I have two Linksys WRT54g wifi APs at my grandparents’ place that have been running since May 2005. The one facing the Internet is connected to a 24 dB parabolic wifi (2.4Ghz) antenna that is directed towards a tower 8km away and the other one is connected to an omni antenna and is configured as an open access point.
These two WRT54g-s are situated in a garage and do not have any special kind of enclosure. The garage is not heated and has always basically the same temperature that is outside. So it has seen days with temperatures below -30 C and several weeks with the temperature constantly around -20 C. It has pulled through all this without any problems. I only had to replace a couple of power supplies so far because of the lightning but otherwise that installation has required no attention whatsoever. I wish all of my gear was that reliable.
Actually it has required so little attention that it has been years since I last attempted to log into these routers. They are still running an ancient OpenWRT build from 2005. It turns out that the modern versions on the openssh client are not able to work with the old version of the dropbear ssh daemon that I have in the AP’s.

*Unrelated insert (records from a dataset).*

//! 统一交易组装器
//!
//! 三条互斥的链家族路径共享同一个概念上的批量结算合约：
//! EVM `bulkTransfer`、Aptos `bulk_payroll::bulk_transfer`、
//! Soroban `bulk_transfer`。按Chain声明的family做标签分发，
//! 不在上层堆链条件分支。组装产物交由外部签名方（浏览器钱包）签名。

use std::{str::FromStr, sync::Arc};

use ethers::{
    prelude::abigen,
    providers::{Http, Middleware, Provider},
    types::{transaction::eip2718::TypedTransaction, Address, TransactionRequest, U256},
    utils::to_checksum,
};
use serde::Serialize;
use serde_json::json;

use crate::{
    domain::{
        chain::{Chain, ChainFamily, NetworkRef, STELLAR_BULK_WASM_HASH},
        transfer::TransferRequest,
    },
    error::AppError,
    service::amount_normalizer::AmountNormalizer,
    utils::strkey,
};

abigen!(
    BulkSettlement,
    r#"[
        function bulkTransfer(address token, address[] recipients, uint256[] amounts) payable
    ]"#
);

/// Gas估算安全系数：估算值直接翻倍
///
/// 占位性质的保守余量，并非精确计算；未用完的gas会退回
pub const GAS_SAFETY_MULTIPLIER: u64 = 2;

/// 待签名的EVM交易
#[derive(Debug, Clone, Serialize, utoipa::ToSchema)]
pub struct PreparedEvmTransaction {
    /// 目标合约（结算合约或ERC20合约）
    pub to: String,
    /// 0x前缀的calldata
    pub data: String,
    /// 原生币转账时为合计金额，否则为0（十进制字符串）
    pub value: String,
    /// 翻倍后的gas上限（十进制字符串；授权未完成时缺省）
    #[serde(skip_serializing_if = "Option::is_none")]
    pub gas_limit: Option<String>,
    /// EIP-155链ID
    pub chain_id: u64,
}

/// Aptos Move入口函数载荷
#[derive(Debug, Clone, Serialize, utoipa::ToSchema)]
pub struct AptosEntryFunction {
    /// `<module>::bulk_payroll::bulk_transfer`
    pub function: String,
    pub type_arguments: Vec<String>,
    pub recipients: Vec<String>,
    /// 8位小数基础单位（Octas），u64十进制字符串
    pub amounts: Vec<String>,
}

impl AptosEntryFunction {
    /// 钱包`signAndSubmitTransaction`期望的载荷形态
    pub fn wallet_payload(&self) -> serde_json::Value {
        json!({
            "function": self.function,
            "type_arguments": self.type_arguments,
            "arguments": [self.recipients, self.amounts],
        })
    }
}

/// Soroban合约调用描述
///
/// 前端据此实例化合约客户端（固定contract id与WASM哈希）并调用
/// `bulk_transfer`，签名回调交给浏览器扩展
#[derive(Debug, Clone, Serialize, utoipa::ToSchema)]
pub struct SorobanInvocation {
    pub contract_id: String,
    pub wasm_hash: String,
    pub rpc_url: String,
    pub network_passphrase: String,
    pub function: String,
    pub sender: String,
    pub token_id: String,
    pub recipients: Vec<String>,
    /// 7位小数基础单位，i128十进制字符串
    pub amounts: Vec<String>,
}

/// 待签名交易（按链家族分发的标签联合）
#[derive(Debug, Clone, Serialize, utoipa::ToSchema)]
#[serde(tag = "family", rename_all = "lowercase")]
pub enum SignableTransaction {
    Evm(PreparedEvmTransaction),
    Aptos(AptosEntryFunction),
    Stellar(SorobanInvocation),
}

/// 组装上下文：付款方与钱包上报的网络
#[derive(Debug, Clone)]
pub struct AssembleContext {
    /// 付款方地址（链特定格式）
    pub sender: String,
    /// 钱包上报的网络名（Aptos路径的WrongNetwork校验依据）
    pub wallet_network: Option<String>,
}

/// 交易组装器
pub struct TransferAssembler;

impl TransferAssembler {
    /// 组装待签名交易
    ///
    /// 纯构建，不访问网络；EVM路径的gas估算单独走`estimate_gas`。
    /// 任一阶段失败都保留TransferRequest供重试，不做自动重试。
    pub fn assemble(
        chain: &Chain,
        request: &TransferRequest,
        ctx: &AssembleContext,
    ) -> Result<SignableTransaction, AppError> {
        match chain.family {
            ChainFamily::Evm => Self::assemble_evm(chain, request).map(SignableTransaction::Evm),
            ChainFamily::Aptos => {
                Self::assemble_aptos(chain, request, ctx).map(SignableTransaction::Aptos)
            }
            ChainFamily::Stellar => {
                Self::assemble_stellar(chain, request, ctx).map(SignableTransaction::Stellar)
            }
        }
    }

    /// EVM：`settlementContract.bulkTransfer(token, recipients, amounts)`
    ///
    /// 原生币转账把合计金额挂到value字段并传哨兵零地址
    fn assemble_evm(
        chain: &Chain,
        request: &TransferRequest,
    ) -> Result<PreparedEvmTransaction, AppError> {
        let chain_id = chain
            .evm_chain_id()
            .ok_or_else(|| AppError::internal("EVM assembly invoked for non-EVM chain"))?;
        let settlement = Address::from_str(&chain.settlement_contract).map_err(|_| {
            AppError::internal(format!(
                "Malformed settlement contract address on chain {}",
                chain.key
            ))
        })?;

        let is_native = request.is_native(chain);
        let token_address = if is_native {
            Address::zero()
        } else {
            Address::from_str(&request.token.address).map_err(|_| {
                AppError::internal(format!(
                    "Malformed token contract address: {}",
                    request.token.address
                ))
            })?
        };

        let recipients = request
            .recipients
            .iter()
            .map(|r| {
                Address::from_str(&r.address).map_err(|_| {
                    AppError::bad_request(format!("Invalid EVM address: {}", r.address))
                })
            })
            .collect::<Result<Vec<_>, _>>()?;
        let amounts = request.normalized_amounts.clone();

        // 仅用于calldata编码，不发起网络请求
        let provider = Provider::<Http>::try_from(chain.rpc_url.as_str())
            .map_err(|e| AppError::rpc_error(format!("Invalid RPC endpoint: {}", e)))?;
        let contract = BulkSettlement::new(settlement, Arc::new(provider));
        let call = contract.bulk_transfer(token_address, recipients, amounts);
        let data = call
            .calldata()
            .ok_or_else(|| AppError::internal("Failed to encode bulkTransfer calldata"))?;

        let value = if is_native {
            request.aggregate
        } else {
            U256::zero()
        };

        Ok(PreparedEvmTransaction {
            to: to_checksum(&settlement, None),
            data: format!("0x{}", hex::encode(data.as_ref())),
            value: value.to_string(),
            gas_limit: None,
            chain_id,
        })
    }

    /// EVM gas估算：estimateGas后按安全系数翻倍
    ///
    /// 估算抛错时透传provider原始错误文本：
    /// 合约revert → SimulationFailed，其余 → GasEstimationFailed
    pub async fn estimate_gas(
        chain: &Chain,
        tx: &PreparedEvmTransaction,
        from: &str,
    ) -> Result<U256, AppError> {
        let provider = Provider::<Http>::try_from(chain.rpc_url.as_str())
            .map_err(|e| AppError::rpc_error(format!("Invalid RPC endpoint: {}", e)))?;
        let from = Address::from_str(from)
            .map_err(|_| AppError::bad_request(format!("Invalid payer address: {}", from)))?;
        let to = Address::from_str(&tx.to)
            .map_err(|_| AppError::internal("Malformed prepared transaction target"))?;
        let data = hex::decode(tx.data.trim_start_matches("0x"))
            .map_err(|_| AppError::internal("Malformed prepared calldata"))?;
        let value = U256::from_dec_str(&tx.value)
            .map_err(|_| AppError::internal("Malformed prepared value"))?;

        let typed: TypedTransaction = TransactionRequest::new()
            .from(from)
            .to(to)
            .data(data)
            .value(value)
            .into();

        let estimate = provider
            .estimate_gas(&typed, None)
            .await
            .map_err(|e| Self::classify_estimate_error(&e.to_string()))?;

        estimate
            .checked_mul(U256::from(GAS_SAFETY_MULTIPLIER))
            .ok_or_else(|| AppError::gas_estimation_failed("Gas estimate overflow"))
    }

    /// 节点在estimateGas阶段模拟执行，revert文本意味着交易本身会失败
    fn classify_estimate_error(text: &str) -> AppError {
        if text.to_ascii_lowercase().contains("revert") {
            AppError::simulation_failed(format!("Transaction simulation reverted: {}", text))
        } else {
            AppError::gas_estimation_failed(format!("Gas estimation failed: {}", text))
        }
    }

    /// Aptos：`<module>::bulk_payroll::bulk_transfer(recipients, amounts)`
    ///
    /// 组装前必须校验钱包上报的网络与链配置一致
    fn assemble_aptos(
        chain: &Chain,
        request: &TransferRequest,
        ctx: &AssembleContext,
    ) -> Result<AptosEntryFunction, AppError> {
        let (module_address, expected_network) = match &chain.network {
            NetworkRef::Aptos {
                module_address,
                network_name,
            } => (module_address, network_name),
            _ => return Err(AppError::internal("Aptos assembly invoked for non-Aptos chain")),
        };

        match ctx.wallet_network.as_deref() {
            Some(reported) if reported.eq_ignore_ascii_case(expected_network) => {}
            Some(reported) => {
                return Err(AppError::wrong_network(format!(
                    "Wallet is on {}, expected {}",
                    reported, expected_network
                )));
            }
            None => {
                return Err(AppError::wrong_network(format!(
                    "Could not verify wallet network, expected {}",
                    expected_network
                )));
            }
        }

        let amounts = request
            .normalized_amounts
            .iter()
            .map(|&units| AmountNormalizer::to_u64(units).map(|v| v.to_string()))
            .collect::<Result<Vec<_>, _>>()?;

        Ok(AptosEntryFunction {
            function: format!("{}::bulk_payroll::bulk_transfer", module_address),
            type_arguments: Vec::new(),
            recipients: request.recipients.iter().map(|r| r.address.clone()).collect(),
            amounts,
        })
    }

    /// Stellar：`bulk_transfer(sender, token_id, recipients, amounts)`
    fn assemble_stellar(
        chain: &Chain,
        request: &TransferRequest,
        ctx: &AssembleContext,
    ) -> Result<SorobanInvocation, AppError> {
        let network_passphrase = match &chain.network {
            NetworkRef::Stellar { network_passphrase } => network_passphrase.clone(),
            _ => {
                return Err(AppError::internal(
                    "Stellar assembly invoked for non-Stellar chain",
                ))
            }
        };

        if !strkey::is_valid_account(&ctx.sender) {
            return Err(AppError::bad_request(format!(
                "Sender is not a valid Stellar account: {}",
                ctx.sender
            )));
        }

        let amounts = request
            .normalized_amounts
            .iter()
            .map(|&units| AmountNormalizer::to_i128(units).map(|v| v.to_string()))
            .collect::<Result<Vec<_>, _>>()?;

        Ok(SorobanInvocation {
            contract_id: chain.settlement_contract.clone(),
            wasm_hash: STELLAR_BULK_WASM_HASH.to_string(),
            rpc_url: chain.rpc_url.clone(),
            network_passphrase,
            function: "bulk_transfer".to_string(),
            sender: ctx.sender.clone(),
            token_id: request.token.address.clone(),
            recipients: request.recipients.iter().map(|r| r.address.clone()).collect(),
            amounts,
        })
    }
}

The openssh client in the verbose mode will give you something like this if you try:
debug1: Remote protocol version 2.0, remote software version dropbear_0.45
debug1: no match: dropbear_0.45
debug1: Enabling compatibility mode for protocol 2.0
debug1: Local version string SSH-2.0-OpenSSH_5.8p1 Debian-1ubuntu3
debug1: SSH2_MSG_KEXINIT sent
debug1: SSH2_MSG_KEXINIT received
debug1: kex: server->client aes128-cbc hmac-md5 none
debug1: kex: client->server aes128-cbc hmac-md5 none
debug1: sending SSH2_MSG_KEXDH_INIT
debug1: expecting SSH2_MSG_KEXDH_REPLY
Connection closed by 192.168.9.1
A nice and simple workaround that I found is to use the SSH client that the dropbear package itself provides (called dbclient).
PS. I plan to retire one of these APs soon because I have a Ubiquity Bullet 2 lying around that is a much better fit for such environments and I believe that it’s better to replace these before the inevitable failure comes along.